Synthetic data can also help address problems related to “cold starts” and insufficient quantities of data for training latent fingerprint biometric recognition systems, according to the paper.
Innovatrics has had success using only synthetic data to train OCR algorithms to read ID documents issued by different countries, in another example.
Overreliance on synthetic data could have negative consequences too. As it becomes cheaper and easier to obtain, organizations could be tempted to forego data from real life, introducing a risk that their AI systems could drift further than further from reality.
“From our experience, synthetic data can be very beneficial for training but one has to be extremely cautious when using them in testing and product validation,” Lunter tells Biometric Update in an emailed statement.

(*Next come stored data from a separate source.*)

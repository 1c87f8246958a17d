mod config;

use std::io::Read;
use std::path::{Path, PathBuf};

use anyhow::{bail, Context, Result};
use clap::{Parser, Subcommand};
use serde_json::Value;

use arlo_core::{log_workout, ArloError, WorkoutStore};
use arlo_mcp::{default_export_dir, ExportDir};
use arlo_store::SqliteStore;

#[derive(Parser)]
#[command(
    name = "arlo",
    version,
    about = "Arlo - workout logging assistant backend"
)]
struct Cli {
    /// Path to the SQLite database
    #[arg(long, global = true)]
    db: Option<PathBuf>,

    #[command(subcommand)]
    command: Commands,
}

#[derive(Subcommand)]
enum Commands {
    /// Log one workout from a JSON payload
    Log {
        /// Inline JSON payload
        #[arg(short, long)]
        json: Option<String>,

        /// Read the payload from a file
        #[arg(short, long)]
        file: Option<PathBuf>,
    },

    /// Show date-ordered set history for one exercise
    Progress {
        /// Exercise name (matched case-insensitively)
        exercise: String,

        /// Maximum sets to show
        #[arg(short, long)]
        limit: Option<usize>,
    },

    /// Show the most recent workout and its sets
    Last,

    /// Delete the most recent workout and all its sets
    DeleteLast {
        /// Confirm the deletion
        #[arg(long)]
        yes: bool,
    },

    /// Show store totals
    Stats,

    /// Show current configuration
    Config,

    /// Launch MCP server (stdio transport)
    Serve,
}

fn default_db_path() -> PathBuf {
    directories::ProjectDirs::from("dev", "arlo", "arlo")
        .map(|dirs| dirs.data_dir().join("workouts.db"))
        .unwrap_or_else(|| PathBuf::from("workouts.db"))
}

fn resolve_db_path(flag: Option<PathBuf>, config: &config::Config) -> PathBuf {
    flag.or_else(|| config.store.path.clone().map(PathBuf::from))
        .unwrap_or_else(default_db_path)
}

fn resolve_export_dir(config: &config::Config) -> PathBuf {
    config
        .export
        .dir
        .clone()
        .map(PathBuf::from)
        .unwrap_or_else(default_export_dir)
}

fn main() -> Result<()> {
    tracing_subscriber::fmt()
        .with_env_filter(
            tracing_subscriber::EnvFilter::from_default_env()
                .add_directive(tracing_subscriber::filter::LevelFilter::WARN.into()),
        )
        .init();

    let cli = Cli::parse();
    let config = config::load_config()?;
    let db_path = resolve_db_path(cli.db, &config);
    let store = SqliteStore::new(&db_path).context("failed to open database")?;

    match cli.command {
        Commands::Log { json, file } => cmd_log(&store, json, file),
        Commands::Progress { exercise, limit } => {
            cmd_progress(&store, &exercise, limit.unwrap_or(config.progress.limit))
        }
        Commands::Last => cmd_last(&store),
        Commands::DeleteLast { yes } => cmd_delete_last(&store, yes),
        Commands::Stats => cmd_stats(&store),
        Commands::Config => cmd_config(&config, &db_path),
        Commands::Serve => {
            let exports = ExportDir::new(resolve_export_dir(&config))?;
            arlo_mcp::run_server(&store, &exports)
        }
    }
}

fn cmd_log(store: &SqliteStore, json: Option<String>, file: Option<PathBuf>) -> Result<()> {
    let raw = match (json, file) {
        (Some(_), Some(_)) => bail!("pass either --json or --file, not both"),
        (Some(j), None) => j,
        (None, Some(f)) => std::fs::read_to_string(&f)
            .with_context(|| format!("reading {}", f.display()))?,
        (None, None) => {
            let mut buf = String::new();
            std::io::stdin()
                .read_to_string(&mut buf)
                .context("reading stdin")?;
            buf
        }
    };

    // Model-produced JSON tends to carry trailing commas and comments;
    // parse leniently before the strict validation pass.
    let payload: Value =
        serde_json_lenient::from_str(&raw).context("payload is not valid JSON")?;

    match log_workout(store, &payload) {
        Ok(msg) => {
            println!("{msg}");
            Ok(())
        }
        Err(ArloError::InvalidWorkout(reason)) => bail!("invalid workout payload: {reason}"),
        Err(e) => Err(e.into()),
    }
}

fn cmd_progress(store: &SqliteStore, exercise: &str, limit: usize) -> Result<()> {
    let rows = store.get_exercise_series(exercise, limit)?;
    if rows.is_empty() {
        println!("No logged sets found for {exercise}.");
        return Ok(());
    }

    for p in &rows {
        let reps = p
            .reps
            .map(|r| format!("{r} reps"))
            .unwrap_or_else(|| "reps n/a".into());
        let weight = p
            .weight
            .map(|w| format!("{w} kg"))
            .unwrap_or_else(|| "weight n/a".into());
        let duration = p
            .duration_minutes
            .map(|d| format!("{d} min"))
            .unwrap_or_else(|| "duration n/a".into());
        let distance = p
            .distance_km
            .map(|d| format!("{d} km"))
            .unwrap_or_else(|| "distance n/a".into());
        println!("{}: {reps}, {weight}, {duration}, {distance}", p.workout_date);
    }
    Ok(())
}

fn cmd_last(store: &SqliteStore) -> Result<()> {
    let Some((workout, sets)) = store.get_last_workout_with_sets()? else {
        println!("No workouts logged yet.");
        return Ok(());
    };

    println!("Workout #{} on {}", workout.id, workout.workout_date);
    println!("Logged:  {}", workout.created_at.format("%Y-%m-%d %H:%M"));
    if let Some(notes) = &workout.notes {
        println!("Notes:   {notes}");
    }
    if sets.is_empty() {
        println!("(no sets)");
    }
    for set in &sets {
        let mut metrics: Vec<String> = Vec::new();
        if let Some(r) = set.reps {
            metrics.push(format!("{r} reps"));
        }
        if let Some(w) = set.weight {
            metrics.push(format!("{w} kg"));
        }
        if let Some(d) = set.duration_minutes {
            metrics.push(format!("{d} min"));
        }
        if let Some(d) = set.distance_km {
            metrics.push(format!("{d} km"));
        }
        let notes = set
            .notes
            .as_ref()
            .map(|n| format!(" ({n})"))
            .unwrap_or_default();
        println!(
            "  {} set {}: {}{notes}",
            set.exercise_name,
            set.set_number,
            metrics.join(", ")
        );
    }
    Ok(())
}

fn cmd_delete_last(store: &SqliteStore, yes: bool) -> Result<()> {
    if !yes {
        bail!("refusing to delete without --yes");
    }

    match store.delete_last_workout_with_sets()? {
        Some(deleted) => println!(
            "Deleted workout #{} from {} and {} related sets.",
            deleted.id, deleted.workout_date, deleted.deleted_sets
        ),
        None => println!("No workouts logged yet."),
    }
    Ok(())
}

fn cmd_stats(store: &SqliteStore) -> Result<()> {
    let stats = store.stats()?;
    println!("Workouts: {}", stats.total_workouts);
    println!("Sets:     {}", stats.total_sets);
    if let Some(first) = &stats.first_date {
        println!("First:    {first}");
    }
    if let Some(last) = &stats.last_date {
        println!("Last:     {last}");
    }
    Ok(())
}

fn cmd_config(config: &config::Config, db_path: &Path) -> Result<()> {
    println!("Config: {}", config::show_config_path());
    println!("Store:  {}", db_path.display());
    println!("Export: {}", resolve_export_dir(config).display());
    Ok(())
}
pub mod exports;
pub mod protocol;
pub mod server;
pub mod tools;

pub use exports::{default_export_dir, ExportDir};
pub use server::run_server;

“If testing and validation data is realistic and without bias, we see close to zero risk in using synthetic data in training.”
As the realism of synthetic data improves, Lunter also says it could be used in product testing and validation.
“The big advantage of synthetic data is that it can be easily shared across organizations and therefore can be independently verified on multiple levels, with multiple parties involved,” Lunter says. “Real data is typically secret and cannot be easily tested for bias by independent parties as a result it can surprisingly be even less realistic than synthetic data.”
Lunter advises organizations considering the use of synthetic data to build up a strong culture capable of understanding the risks associated with its use among its employees, including legal teams. Companies should also verify the value of synthetic data they outsource, and consider when real-world data is more appropriate.
Research has shown that solid biometric accuracy can be achieved with only synthetic data, but not enough to compete with the state of the art.